LAW OFFICE
Xxxxx Xxxxx Xxxxx Xxxxx
Licensed in MD 1513 TIMBER RIDGE LANE, Email Address
SUITE 01
Of Counsel XXXXXXXXXXX, XX 00000 Xxxxx0xxx@xx.xxx
Xxxx Xxxxxxxxx Telephone & Fax
Licensed in MD & DC (000) 000-0000
January 8, 2001
Xxxxxx X. Xxxx
President & CEO
Pre-Settlement Funding Corporation
000 Xxxxx Xxxxxx Xxxx Xxxxx
Xxxxx 0
Xxxxxxxxx, XX 00000
Phone: 000-000-0000
Fax: 000 000-0000
Re: CONSULTING AGREEMENT
The following constitutes the agreement with respect to the consulting
services to be performed by The Law Offices of Xxxxx Xxxxx (Consultant)
1. Services: The consultant will perform the following services for
Pre-Settlement Funding Corporation (the "Company"):
The Consultant shall review and evaluate all assigned personal injury
cases from Pre-Settlement Funding Corporation to determine the
settlement value in today' personal injury market.
Consultant shall render such services and shall devote its best
efforts and abilities thereto, at such times during the term of this
agreement, and in such manner, as Company and Consultant shall
mutually agree, it being acknowledged that Consultant's services shall
be non-exclusive and performed at such places and at such times as are
reasonably convenient to the Consultant. The term of the agreement
shall be for three years (36 months); Either the Consultant or the
Company shall have the right to terminate this Agreement with 30 days
written notice.
2. Compensation: The Consultants compensation for services rendered will be as
followed:
a. The parties hereto agree that the Consultant will be paid for services
rendered, at an hourly rate of $75.00, billable in quarter-hour
increments. Payment of Consultant's invoice for any given matter will
be met within 15 days.
b. In additional compensation, the Company hereby agrees to issue stock
options totaling 10,000 shares of the Company's common stock to the
Consultant of which will vest immediately. The immediately vested
shares can be exercised at anytime. Additional 10,000 shares in
options will be issued to Consultant and vest 12 months after the
Company becomes effective with the Securities and Exchange Commission
(SEC). The parties agree that the option price for all shares will be
50 cents.
c. Consultant's basis for the stock options will be deemed to be 50-cents
per share. --------
d. In connection with the issuance of the Securities, the Company makes
the following representations and warranties; that the Securities will
be free and clear of all liens, charges and encumbrances whatsoever,
that the Securities will be legally issued, fully paid and
non-assessable shares o f the Company; that the Company is not in
violation of any provision of its Articles of Incorporation, its
By-laws or of any Law; and that all known liabilities, litigation,
claims and obligations of the Company have been disclosed to the
Consultant.
3. Business Expenses: the Company shall reimburse The Consultant for business
expenses incurred in connection with the Services.
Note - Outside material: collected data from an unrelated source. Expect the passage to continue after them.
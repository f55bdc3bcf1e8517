//! ============================================================================
//! Session Manager - Sign-in state for one client
//! ============================================================================
//! Holds at most one signed-in `Session`. Nothing reads it implicitly: callers
//! take a copy with `require()` and pass it to every authenticated call.
//! ============================================================================

use std::sync::Arc;
use tokio::sync::RwLock;
use tracing::{info, warn};

use crate::backend::{BackendError, MarketplaceBackend};
use crate::types::{ProfileUpdate, Session};

/// Shortest password accepted at registration
pub const MIN_PASSWORD_LEN: usize = 6;

#[derive(Debug, thiserror::Error)]
pub enum SessionError {
    #[error("Not signed in")]
    NotSignedIn,

    #[error("Invalid input: {0}")]
    Invalid(String),

    #[error(transparent)]
    Backend(#[from] BackendError),
}

fn validate_credentials(email: &str, password: &str) -> Result<(), SessionError> {
    let email = email.trim();
    match email.split_once('@') {
        Some((local, domain)) if !local.is_empty() && domain.contains('.') => {}
        _ => return Err(SessionError::Invalid(format!("'{}' is not an email address", email))),
    }
    if password.is_empty() {
        return Err(SessionError::Invalid("password must not be empty".to_string()));
    }
    Ok(())
}

pub struct SessionManager {
    backend: Arc<dyn MarketplaceBackend>,
    current: RwLock<Option<Session>>,
}

impl SessionManager {
    pub fn new(backend: Arc<dyn MarketplaceBackend>) -> Self {
        Self {
            backend,
            current: RwLock::new(None),
        }
    }

    pub async fn register(
        &self,
        full_name: &str,
        email: &str,
        password: &str,
    ) -> Result<Session, SessionError> {
        if full_name.trim().is_empty() {
            return Err(SessionError::Invalid("full name must not be empty".to_string()));
        }
        validate_credentials(email, password)?;
        if password.chars().count() < MIN_PASSWORD_LEN {
            return Err(SessionError::Invalid(format!(
                "password must be at least {} characters long",
                MIN_PASSWORD_LEN
            )));
        }

        let session = self
            .backend
            .register(full_name.trim(), email.trim(), password)
            .await?;
        info!("Registered and signed in as {}", session.user_id());
        *self.current.write().await = Some(session.clone());
        Ok(session)
    }

    pub async fn login(&self, email: &str, password: &str) -> Result<Session, SessionError> {
        validate_credentials(email, password)?;

        let session = self.backend.login(email.trim(), password).await.map_err(|e| {
            warn!("Login failed for {}: {}", email.trim(), e);
            e
        })?;
        info!("Signed in as {}", session.user_id());
        *self.current.write().await = Some(session.clone());
        Ok(session)
    }

    /// Send a profile update and merge the returned profile into the
    /// signed-in session
    pub async fn update_details(&self, update: &ProfileUpdate) -> Result<Session, SessionError> {
        if update.is_empty() {
            return Err(SessionError::Invalid("nothing to update".to_string()));
        }

        let session = self.require().await?;
        let details = self.backend.update_details(&session, update).await?;

        let mut current = self.current.write().await;
        let mut updated = current.clone().unwrap_or(session);
        updated.user.merge(details);
        *current = Some(updated.clone());
        Ok(updated)
    }

    pub async fn current(&self) -> Option<Session> {
        self.current.read().await.clone()
    }

    pub async fn require(&self) -> Result<Session, SessionError> {
        self.current().await.ok_or(SessionError::NotSignedIn)
    }

    /// Adopt a session persisted by an earlier run
    pub async fn restore(&self, session: Session) {
        *self.current.write().await = Some(session);
    }

    /// Forget the signed-in session; returns it if there was one
    pub async fn logout(&self) -> Option<Session> {
        let previous = self.current.write().await.take();
        if let Some(session) = &previous {
            info!("Signed out {}", session.user_id());
        }
        previous
    }
}

#[cfg(test)]
mod tests {
    use super::*;
    use crate::backend::InMemoryBackend;

    fn manager() -> SessionManager {
        SessionManager::new(Arc::new(InMemoryBackend::new()))
    }

    #[tokio::test]
    async fn test_register_login_logout() {
        let sessions = manager();
        assert!(matches!(sessions.require().await, Err(SessionError::NotSignedIn)));

        let registered = sessions.register("Noor", "noor@uni.edu", "secret").await.unwrap();
        assert_eq!(sessions.current().await, Some(registered.clone()));

        let signed_out = sessions.logout().await.unwrap();
        assert_eq!(signed_out.user_id(), registered.user_id());
        assert!(sessions.current().await.is_none());

        let again = sessions.login("noor@uni.edu", "secret").await.unwrap();
        assert_eq!(again.user_id(), registered.user_id());
    }

    #[tokio::test]
    async fn test_input_validation() {
        let sessions = manager();
        assert!(matches!(
            sessions.register(" ", "a@b.io", "pw").await,
            Err(SessionError::Invalid(_))
        ));
        assert!(matches!(
            sessions.register("Noor", "noor@uni.edu", "short").await,
            Err(SessionError::Invalid(_))
        ));
        assert!(matches!(
            sessions.login("not-an-email", "pw").await,
            Err(SessionError::Invalid(_))
        ));
        assert!(matches!(
            sessions.login("a@b.io", "").await,
            Err(SessionError::Invalid(_))
        ));
    }

    #[tokio::test]
    async fn test_failed_login_keeps_previous_session() {
        let sessions = manager();
        let registered = sessions.register("Noor", "noor@uni.edu", "secret").await.unwrap();

        let result = sessions.login("noor@uni.edu", "wrong").await;
        assert!(matches!(result, Err(SessionError::Backend(BackendError::Unauthorized))));
        assert_eq!(sessions.current().await, Some(registered));
    }

    #[tokio::test]
    async fn test_update_details_merges_profile() {
        let sessions = manager();
        let registered = sessions.register("Noor", "noor@uni.edu", "secret").await.unwrap();

        let update = ProfileUpdate {
            skills: Some(vec!["Python".to_string(), "Statistics".to_string()]),
            ..Default::default()
        };
        let updated = sessions.update_details(&update).await.unwrap();

        assert_eq!(updated.access_token, registered.access_token);
        assert_eq!(updated.user.skills.len(), 2);
        assert_eq!(updated.user.full_name, "Noor");
        assert_eq!(sessions.current().await, Some(updated));

        assert!(matches!(
            sessions.update_details(&ProfileUpdate::default()).await,
            Err(SessionError::Invalid(_))
        ));
    }
}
The Consultant agrees to
submit for approval to the Company any expenses exceeding $150 00
4. Early Termination: If the Consultant or Company terminates this agreement
within one (1) year, the additional 10, 000 shares in options will be
canceled.
5. Disclosure of Information: Consultant shall not disclose at any time during
the term of this Agreement any secret or confidential information of
Company or any of Company's affiliates or subsidiaries of which Consultant
has been or hereafter becomes informed, whether or not developed by
consultant, including, but not limited to, information pertaining to
customer lists, services, methods, processes, prices, profits, contract
terms or operating procedures which are marked "confidential" except as
required in connection with Consultant's performance of this Agreement, or
as required by a governmental authority.
6. Disclaimers/Indemnification: In performing any of its duties hereunder, the
Consultant shall not incur any liability to anyone for any damages, losses,
or expenses, except for Consultant's willful misconduct or gross negligence
Consultant shall not incur any such liability with respect to (I) the truth
and accuracy of any information or written business plan used by the
company for any reason including but not limited to the Business plan, (ii)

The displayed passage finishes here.